Filipe Alves, Director do Jornal Económico
Portugal é um dos países europeus onde se trabalha mais horas, mas está entre os menos produtivos. Segundo o Eurostat, os portugueses trabalham em média 39,5 horas por semana, mas o País tem um dos piores índices de produtividade da Europa, ficando à frente apenas de países como a Bulgária, a Roménia ou a Croácia, entre outros. Em contrapartida, os países onde se trabalha menos horas, como a Irlanda ou a Holanda, são os mais produtivos. O caso da Irlanda, que até há poucas décadas era um país do nosso “campeonato”, é paradigmático: os irlandeses trabalham em média 36,5 horas por semana (menos três que em Portugal), mas a sua produtividade é quase três vezes superior à nossa.

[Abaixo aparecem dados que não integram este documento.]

//! Usage source trait
//!
//! This module defines the `UsageSource` trait the fetcher is written
//! against. The HTTP client in `cmlstat-client` implements it for the real
//! API; tests implement it over in-memory pages.

use crate::error::Result;
use crate::types::{RawSeriesValue, ResourceKind, UsagePage};
use crate::window::ReportWindow;
use async_trait::async_trait;

/// One call to the platform's usage endpoints.
///
/// Implementations perform a single request with no retrying; retry and
/// pagination are layered on top by the fetcher.
#[async_trait]
pub trait UsageSource: Send + Sync {
    /// Fetch one page of usage records created inside `window`.
    async fn list_usage(
        &self,
        window: &ReportWindow,
        page_size: u32,
        page_token: Option<&str>,
    ) -> Result<UsagePage>;

    /// Fetch the count series for one resource inside `window`.
    async fn time_series(
        &self,
        resource: ResourceKind,
        window: &ReportWindow,
    ) -> Result<Vec<RawSeriesValue>>;
}
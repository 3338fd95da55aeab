//! CLI interface for cmlstat
//!
//! This module defines the command-line interface using clap:
//! `cmlstat [GLOBAL FLAGS] <workloads|timeseries> [YEAR [MONTH [DAY]]] [--to-date]`.
//!
//! Without date arguments a report covers the previous calendar month.
//!
//! # Example
//!
//! ```bash
//! # Workload report for last month
//! cmlstat workloads
//!
//! # July 2024, days 1-15, boundaries in UTC
//! cmlstat --utc workloads 2024 7 15
//!
//! # Resource time series for the current month so far
//! cmlstat timeseries --to-date --output-dir /tmp/reports
//! ```

use clap::{Args, Parser, Subcommand};
use cmlstat_core::config::ReportConfig;
use cmlstat_core::error::Result;
use cmlstat_core::timezone::TimezoneConfig;
use cmlstat_core::window::ReportWindow;
use std::path::PathBuf;

/// Generate CML workload and resource usage reports
#[derive(Parser, Debug, Clone)]
#[command(name = "cmlstat")]
#[command(version, about, long_about = None)]
pub struct Cli {
    /// Only show warnings and errors
    #[arg(long, short = 'q', global = true)]
    pub quiet: bool,

    /// Emit logs as JSON lines
    #[arg(long, global = true)]
    pub log_json: bool,

    /// Configuration file (default: ./cmlstat.toml, then the user config directory)
    #[arg(long, short = 'c', global = true, env = "CMLSTAT_CONFIG")]
    pub config: Option<PathBuf>,

    /// Workspace URL, overriding the configuration and CDSW_API_URL
    #[arg(long, global = true)]
    pub api_url: Option<String>,

    /// Directory the report files are written to
    #[arg(long, short = 'o', global = true)]
    pub output_dir: Option<PathBuf>,

    /// Timezone for report boundaries (e.g. "America/New_York", "Asia/Tokyo", "UTC")
    /// If not specified, uses the system's local timezone
    #[arg(long, short = 'z', global = true)]
    pub timezone: Option<String>,

    /// Use UTC for report boundaries (overrides --timezone)
    #[arg(long, global = true)]
    pub utc: bool,

    /// Report to generate
    #[command(subcommand)]
    pub command: Command,
}

/// Available reports
#[derive(Subcommand, Debug, Clone)]
pub enum Command {
    /// Per-workload usage with user, project, type and status summaries
    Workloads(WindowArgs),
    /// CPU, memory and GPU usage over time
    Timeseries(WindowArgs),
}

impl Command {
    /// Date arguments of the selected report
    pub fn window_args(&self) -> &WindowArgs {
        match self {
            Command::Workloads(args) | Command::Timeseries(args) => args,
        }
    }
}

/// Report period arguments
#[derive(Args, Debug, Clone, Default, PartialEq, Eq)]
pub struct WindowArgs {
    /// Year of the report month
    pub year: Option<i32>,

    /// Month (1-12)
    #[arg(requires = "year")]
    pub month: Option<u32>,

    /// Last day to include; the report covers day 1 through DAY
    #[arg(requires = "month")]
    pub day: Option<u32>,

    /// Report the current month up to now
    #[arg(long, conflicts_with = "year")]
    pub to_date: bool,
}

impl WindowArgs {
    /// Resolve the arguments into a report window
    pub fn window(&self, tz: &TimezoneConfig) -> Result<ReportWindow> {
        ReportWindow::from_args(self.year, self.month, self.day, self.to_date, tz)
    }
}

impl Cli {
    /// Timezone selected by `--timezone` / `--utc`
    pub fn timezone_config(&self) -> Result<TimezoneConfig> {
        TimezoneConfig::from_cli(self.timezone.as_deref(), self.utc)
    }

    /// Apply command-line overrides, the highest-precedence layer
    pub fn apply_overrides(&self, config: &mut ReportConfig) {
        if let Some(url) = &self.api_url {
            config.api.base_url = url.clone();
        }
        if let Some(dir) = &self.output_dir {
            config.output.directory = dir.clone();
        }
    }
}

#[cfg(test)]
mod tests {
    use super::*;
    use chrono::{TimeZone, Utc};

    #[test]
    fn test_cli_parsing() {
        let cli = Cli::parse_from(["cmlstat", "workloads"]);
        assert!(!cli.quiet);
        match &cli.command {
            Command::Workloads(args) => assert_eq!(args, &WindowArgs::default()),
            _ => panic!("Expected Workloads command"),
        }

        let cli = Cli::parse_from(["cmlstat", "timeseries", "2024", "7", "15"]);
        match &cli.command {
            Command::Timeseries(args) => {
                assert_eq!(args.year, Some(2024));
                assert_eq!(args.month, Some(7));
                assert_eq!(args.day, Some(15));
            }
            _ => panic!("Expected Timeseries command"),
        }
    }

    #[test]
    fn test_global_flags_after_subcommand() {
        let cli = Cli::parse_from([
            "cmlstat",
            "workloads",
            "--to-date",
            "--utc",
            "-q",
            "--output-dir",
            "/tmp/out",
        ]);
        assert!(cli.utc);
        assert!(cli.quiet);
        assert!(cli.command.window_args().to_date);
        assert_eq!(cli.output_dir, Some(PathBuf::from("/tmp/out")));
    }

    #[test]
    fn test_invalid_argument_combinations() {
        assert!(Cli::try_parse_from(["cmlstat"]).is_err());
        assert!(Cli::try_parse_from(["cmlstat", "workloads", "2024", "7", "--to-date"]).is_err());
        assert!(Cli::try_parse_from(["cmlstat", "workloads", "july"]).is_err());
    }

    #[test]
    fn test_year_without_month_is_rejected_by_window() {
        let cli = Cli::parse_from(["cmlstat", "--utc", "workloads", "2024"]);
        let tz = cli.timezone_config().unwrap();
        assert!(cli.command.window_args().window(&tz).is_err());
    }

    #[test]
    fn test_window_from_args() {
        let cli = Cli::parse_from(["cmlstat", "--utc", "workloads", "2024", "2"]);
        let tz = cli.timezone_config().unwrap();
        let window = cli.command.window_args().window(&tz).unwrap();
        assert_eq!(window.start, Utc.with_ymd_and_hms(2024, 2, 1, 0, 0, 0).unwrap());
        assert_eq!(window.label, "2024-02");
    }

    #[test]
    fn test_overrides() {
        let cli = Cli::parse_from([
            "cmlstat",
            "--api-url",
            "https://ml.example.com",
            "-o",
            "out",
            "workloads",
        ]);
        let mut config = ReportConfig::default();
        config.api.base_url = "https://from-file.example.com".into();
        cli.apply_overrides(&mut config);
        assert_eq!(config.api.base_url, "https://ml.example.com");
        assert_eq!(config.output.directory, PathBuf::from("out"));
    }

    #[test]
    fn test_invalid_timezone() {
        let cli = Cli::parse_from(["cmlstat", "-z", "Mars/Olympus", "workloads"]);
        assert!(cli.timezone_config().is_err());
    }
}
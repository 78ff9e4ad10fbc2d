use std::sync::Arc;

use crate::data_source::{SourceError, TickerSource};
use crate::{build_catalog, normalize_all, CurrencySet, NormalizedRate, DEFAULT_CURRENCY};

/// Ticker-backed operations the converter needs: the catalog and per-base rates.
///
/// Failures from the source are returned untouched; retry and caching belong
/// to the query layer.
#[derive(Clone)]
pub struct RateService {
    source: Arc<dyn TickerSource>,
    default_currency: String,
}

impl RateService {
    pub fn new(source: Arc<dyn TickerSource>) -> Self {
        Self {
            source,
            default_currency: DEFAULT_CURRENCY.to_owned(),
        }
    }

    pub fn with_default_currency(mut self, currency: impl Into<String>) -> Self {
        self.default_currency = currency.into();
        self
    }

    pub fn default_currency(&self) -> &str {
        &self.default_currency
    }

    /// Every code referenced by the baseline ticker set, plus the default currency.
    pub async fn all_currencies(&self) -> Result<CurrencySet, SourceError> {
        let tickers = self.source.tickers("").await?;
        let catalog = build_catalog(&tickers, &self.default_currency);
        tracing::debug!(source = self.source.name(), count = catalog.len(), "built currency catalog");
        Ok(catalog)
    }

    /// Normalized tickers quoted against `base_currency`.
    pub async fn currency_rates(&self, base_currency: &str) -> Result<Vec<NormalizedRate>, SourceError> {
        let tickers = self.source.tickers(base_currency).await?;
        Ok(normalize_all(&tickers))
    }
}
//! Display formatting shared by the input and the rate list.

/// Insert `,` between groups of three integer digits (`1000000` → `1,000,000`).
pub fn group_thousands(value: u64) -> String {
    group_digits(&value.to_string())
}

/// Value of `amount` in the paired currency: `amount × ask`, two decimals,
/// with thousands separators. An empty amount renders as `0.00`.
pub fn converted_value(amount: &str, ask: &str) -> String {
    if amount.trim().is_empty() {
        return String::from("0.00");
    }

    let value = parse_float(amount) * parse_float(ask);
    if value.is_finite() {
        format_money(value)
    } else {
        String::from("NaN")
    }
}

/// Two-decimal rendering with thousands separators (`1234.5` → `1,234.50`).
pub fn format_money(value: f64) -> String {
    let fixed = to_fixed(value.abs(), 2);
    let (integer, fraction) = fixed.split_once('.').unwrap_or((fixed.as_str(), "00"));
    let sign = if value < 0.0 && fixed != "0.00" { "-" } else { "" };
    format!("{sign}{}.{fraction}", group_digits(integer))
}

/// Parse the longest numeric prefix of `text` after leading whitespace.
///
/// `"12abc"` parses as `12`, `"1e5x"` as `100000`. Text without a numeric
/// prefix yields NaN.
pub fn parse_float(text: &str) -> f64 {
    let text = text.trim_start();
    let bytes = text.as_bytes();
    let mut end = usize::from(matches!(bytes.first(), Some(b'+' | b'-')));

    if text[end..].starts_with("Infinity") {
        return if text.starts_with('-') {
            f64::NEG_INFINITY
        } else {
            f64::INFINITY
        };
    }

    let integer_start = end;
    end = skip_digits(bytes, end);
    let mut mantissa_digits = end - integer_start;
    if bytes.get(end) == Some(&b'.') {
        let fraction_end = skip_digits(bytes, end + 1);
        mantissa_digits += fraction_end - (end + 1);
        end = fraction_end;
    }
    if mantissa_digits == 0 {
        return f64::NAN;
    }

    if matches!(bytes.get(end), Some(b'e' | b'E')) {
        let mut exponent = end + 1;
        if matches!(bytes.get(exponent), Some(b'+' | b'-')) {
            exponent += 1;
        }
        let exponent_end = skip_digits(bytes, exponent);
        if exponent_end > exponent {
            end = exponent_end;
        }
    }

    text[..end].parse::<f64>().unwrap_or(f64::NAN)
}

/// Render `value` with exactly `digits` fractional digits.
///
/// Rounds the exact binary value half away from zero, so `0.125` becomes
/// `0.13` while `1.005` (stored just below) becomes `1.00`. Magnitudes from
/// `1e21` upward use exponent notation (`1e+21`).
pub fn to_fixed(value: f64, digits: usize) -> String {
    if value.is_nan() {
        return String::from("NaN");
    }
    if value.is_infinite() {
        let sign = if value < 0.0 { "-" } else { "" };
        return format!("{sign}Infinity");
    }
    if value.abs() >= 1e21 {
        let exponent = format!("{value:e}");
        return match exponent.split_once('e') {
            Some((mantissa, power)) if !power.starts_with('-') => format!("{mantissa}e+{power}"),
            _ => exponent,
        };
    }

    // Every finite f64 has at most 1074 fractional digits, so this is exact.
    let exact = format!("{:.1074}", value.abs());
    let (integer, fraction) = exact.split_once('.').unwrap_or((exact.as_str(), ""));
    let kept = &fraction[..digits.min(fraction.len())];

    let mut number = Vec::with_capacity(integer.len() + kept.len() + 1);
    number.extend_from_slice(integer.as_bytes());
    number.extend_from_slice(kept.as_bytes());
    number.resize(integer.len() + digits, b'0');
    if fraction.as_bytes().get(digits).is_some_and(|next| *next >= b'5') {
        round_up(&mut number);
    }

    let split = number.len() - digits;
    let mut fixed = String::with_capacity(number.len() + 2);
    if value < 0.0 {
        fixed.push('-');
    }
    fixed.push_str(&String::from_utf8_lossy(&number[..split]));
    if digits > 0 {
        fixed.push('.');
        fixed.push_str(&String::from_utf8_lossy(&number[split..]));
    }
    fixed
}

/// Icon text shown when a currency has no artwork: its first two letters.
pub fn fallback_icon(code: &str) -> String {
    code.chars().take(2).collect::<String>().to_ascii_uppercase()
}

fn skip_digits(bytes: &[u8], mut index: usize) -> usize {
    while bytes.get(index).is_some_and(u8::is_ascii_digit) {
        index += 1;
    }
    index
}

fn round_up(digits: &mut Vec<u8>) {
    for digit in digits.iter_mut().rev() {
        if *digit == b'9' {
            *digit = b'0';
        } else {
            *digit += 1;
            return;
        }
    }
    digits.insert(0, b'1');
}

fn group_digits(digits: &str) -> String {
    let len = digits.len();
    let mut grouped = String::with_capacity(len + len / 3);
    for (index, ch) in digits.chars().enumerate() {
        if index > 0 && (len - index) % 3 == 0 {
            grouped.push(',');
        }
        grouped.push(ch);
    }
    grouped
}

#[cfg(test)]
mod tests {
    use super::*;

    #[test]
    fn groups_thousands() {
        assert_eq!(group_thousands(0), "0");
        assert_eq!(group_thousands(999), "999");
        assert_eq!(group_thousands(1_000), "1,000");
        assert_eq!(group_thousands(1_000_000_000), "1,000,000,000");
    }

    #[test]
    fn converts_amount_with_ask() {
        assert_eq!(converted_value("50", "1.080000"), "54.00");
        assert_eq!(converted_value("100", "40000.00"), "4,000,000.00");
        assert_eq!(converted_value("1", "0.000024"), "0.00");
        assert_eq!(converted_value("2.5", "1234.2"), "3,085.50");
    }

    #[test]
    fn empty_amount_is_zero() {
        assert_eq!(converted_value("", "1.08"), "0.00");
    }

    #[test]
    fn unparseable_ask_is_nan() {
        assert_eq!(converted_value("10", "NaN"), "NaN");
        assert_eq!(converted_value(".", "1.0"), "NaN");
    }

    #[test]
    fn exact_ties_round_away_from_zero() {
        assert_eq!(converted_value("1", "0.125"), "0.13");
        assert_eq!(to_fixed(0.0078125, 6), "0.007813");
        assert_eq!(to_fixed(2.5, 0), "3");
        assert_eq!(to_fixed(-2.5, 0), "-3");
        assert_eq!(to_fixed(9.995, 2), "9.99");
        assert_eq!(to_fixed(99.5, 0), "100");
    }

    #[test]
    fn fixed_rendering_uses_exact_binary_value() {
        assert_eq!(to_fixed(1.005, 2), "1.00");
        assert_eq!(to_fixed(0.000024, 6), "0.000024");
        assert_eq!(to_fixed(1e21, 2), "1e+21");
        assert_eq!(to_fixed(f64::NEG_INFINITY, 2), "-Infinity");
        assert_eq!(to_fixed(f64::NAN, 2), "NaN");
    }

    #[test]
    fn parses_longest_numeric_prefix() {
        assert_eq!(parse_float("12abc"), 12.0);
        assert_eq!(parse_float("  -1.5e3x"), -1500.0);
        assert_eq!(parse_float("1e"), 1.0);
        assert_eq!(parse_float(".5"), 0.5);
        assert_eq!(parse_float("5."), 5.0);
        assert_eq!(parse_float("Infinity"), f64::INFINITY);
        assert!(parse_float(".").is_nan());
        assert!(parse_float("NaN").is_nan());
        assert!(parse_float("").is_nan());
    }

    #[test]
    fn money_keeps_sign() {
        assert_eq!(format_money(-1234.5), "-1,234.50");
        assert_eq!(format_money(-0.001), "0.00");
    }

    #[test]
    fn fallback_icon_uses_first_two_letters() {
        assert_eq!(fallback_icon("EUR"), "EU");
        assert_eq!(fallback_icon("x"), "X");
    }
}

O que explica este fosso entre a realidade portuguesa e a de países como a Irlanda? A tecnologia? A automatização crescente em várias atividades? Os níveis de qualificações das respetivas populações? A ética de trabalho, a cultura ou a religião*?
Diria que a grande diferença é a forma como as empresas estão organizadas. Em Portugal também temos empresas que gerem bem o seu principal ativo, que são as pessoas. Mas a maioria continua a não o fazer. E isto deve-se, a meu ver, à falta de preparação das chefias, à proliferação de maus líderes nas organizações e a certos fenómenos culturais, como o nepotismo e a “cunha”, que existem em todos os países mas que no nosso adquirem proporções mais visíveis, em algumas empresas e sectores de atividade.

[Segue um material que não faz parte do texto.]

//! # fxconv Core
//!
//! Domain types and state machines for the fxconv currency converter.
//!
//! ## Overview
//!
//! - **Rate normalization**: raw tickers to fixed-precision rates with the
//!   paired currency extracted from `XXX-YYY` or `XXXYYY` pairs
//! - **Currency catalog**: distinct codes referenced by a ticker set
//! - **Debounced input**: amount validation, clamping and quiet-period commits
//! - **Query layer**: per-resource cache with TTL and bounded retries
//! - **View model**: catalog, rates and amount composed into one snapshot
//!
//! ## Modules
//!
//! | Module | Description |
//! |--------|-------------|
//! | [`adapters`] | Ticker source adapters (Uphold) |
//! | [`cache`] | TTL cache keyed by resource and parameters |
//! | [`config`] | API endpoints, query policies, input limits |
//! | [`data_source`] | Ticker source trait and structured source errors |
//! | [`domain`] | Tickers, normalized rates, currency codes and catalogs |
//! | [`error`] | Core error types |
//! | [`format`] | Money and icon formatting |
//! | [`http_client`] | HTTP client abstraction |
//! | [`input`] | Debounced amount input |
//! | [`query`] | Cached, retried catalog and rate queries |
//! | [`retry`] | Backoff and retry helpers |
//! | [`service`] | Catalog and rate fetches over a ticker source |
//! | [`theme`] | Persisted light/dark preference |
//! | [`view_model`] | Conversion view model |
//!
//! ## Architecture
//!
//! ```text
//! ┌─────────────────┐     ┌──────────────────┐
//! │ DebouncedInput  │────▶│ ConversionView-  │
//! │ (keystrokes)    │     │ Model            │
//! └─────────────────┘     └────────┬─────────┘
//!                                  │
//!                                  ▼
//!                         ┌──────────────────┐     ┌──────────────┐
//!                         │ QueryClient      │────▶│ CacheStore   │
//!                         │ (retry + TTL)    │     └──────────────┘
//!                         └────────┬─────────┘
//!                                  │
//!                                  ▼
//!                         ┌──────────────────┐     ┌──────────────┐
//!                         │ RateService      │────▶│ TickerSource │
//!                         │ (normalize)      │     │ + HttpClient │
//!                         └──────────────────┘     └──────────────┘
//! ```
//!
//! ## Error Handling
//!
//! Fetch failures carry a [`SourceErrorKind`]; only transient kinds are retried.
//!
//! ```rust
//! use fxconv_core::{SourceError, SourceErrorKind};
//!
//! fn describe(error: &SourceError) -> &'static str {
//!     match error.kind() {
//!         SourceErrorKind::RateLimited | SourceErrorKind::Unavailable => "try again later",
//!         _ => "request rejected",
//!     }
//! }
//!
//! assert_eq!(describe(&SourceError::unavailable("down")), "try again later");
//! ```

pub mod adapters;
pub mod cache;
pub mod config;
pub mod data_source;
pub mod domain;
pub mod error;
pub mod format;
pub mod http_client;
pub mod input;
pub mod query;
pub mod retry;
pub mod service;
pub mod theme;
pub mod view_model;

// Adapter implementations
pub use adapters::UpholdTickerSource;

// Caching
pub use cache::{CacheKey, CacheMode, CacheStore};

// Configuration
pub use config::{ApiConfig, BuildMode, InputConfig, QueryPolicy};

// Ticker source trait and errors
pub use data_source::{SourceError, SourceErrorKind, TickerFuture, TickerSource};

// Domain models
pub use domain::{
    build_catalog, extract_paired_currency, format_fixed, normalize, normalize_all, CurrencyCode,
    CurrencySet, NormalizedRate, Ticker, TickerPayload, DEFAULT_CURRENCY, RATE_PRECISION,
};

// Error types
pub use error::{CoreError, ValidationError};

// HTTP client types
pub use http_client::{
    HttpClient, HttpError, HttpRequest, HttpResponse, ReqwestHttpClient, StaticHttpClient,
};

// Input
pub use input::{AmountInput, DebouncedInput, EditOutcome, InputPhase, InputState, ScopedTimer};

// Queries and services
pub use query::QueryClient;
pub use service::RateService;

// Retry logic
pub use retry::{Backoff, RetryConfig};

// Theme
pub use theme::{JsonFilePreferenceStore, MemoryPreferenceStore, PreferenceStore, ThemeMode, ThemeState};

// View model
pub use view_model::{
    ConversionView, ConversionViewModel, QueryStatus, RateRow, RatesPanel, Screen, ViewError,
};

Já Camões concluía, há mais de 400 anos, que um fraco rei faz fraca a forte gente. Isto continua a ser verdade em muitas organizações no nosso País, quer na administração pública, quer nas empresas. E não haverá Plano de Recuperação e Resiliência nem fundos europeus que nos livrem da sina reservada a quem não resolver estes problemas.
Em primeiro lugar, precisamos de incutir e fomentar uma cultura de liderança saudável nas nossas empresas. E este conceito traduz-se numa ideia muito simples: o líder é aquele que serve, não o que se serve. O bom líder lidera pelo exemplo, não exige aos seus subordinados aquilo que ele próprio não cumpre e rege-se por princípios de honestidade, seriedade, transparência e justiça.Tal é essencial para que os elementos das equipas se identifiquem com os projetos, vistam a camisola e dêem o melhor de si. O bom líder eleva as pessoas e faz com que elas próprias descubram em si qualidades e capacidades que desconheciam ter. Isto é válido em todas as organizações humanas, quer se trate de empresas, equipas de futebol ou unidades militares. Além disso, a digitalização crescente a que temos assistido não tornará irrelevante o capital humano. Pelo contrário, para poderem tirar partido do incrível potencial da digitalização, as empresas precisam de ter bons colaboradores.
Quem desconhece ou desvaloriza estes princípios básicos de boa liderança – para mais numa economia assente no conhecimento e onde o talento tem uma mobilidade elevada e muitas vezes transnacional – já está morto embora possa não o saber. A má liderança destrói as organizações, como demonstram vários exemplos da nossa praça, nos últimos anos.
Em segundo lugar, precisamos de melhor organização nas nossas empresas. Alguma coisa está mal se um funcionário não consegue cumprir as tarefas que lhe são pedidas durante o seu período normal de trabalho (salvo situações excecionais ou imprevistos que ocorrem em todas as organizações). Das duas uma, ou é falha do funcionário, que não tem capacidade para fazer o seu trabalho em tempo útil, perdendo tempo com outras coisas; ou é falha da empresa, que organizou mal a distribuição de tarefas e está a exigir demasiado aos seus colaboradores.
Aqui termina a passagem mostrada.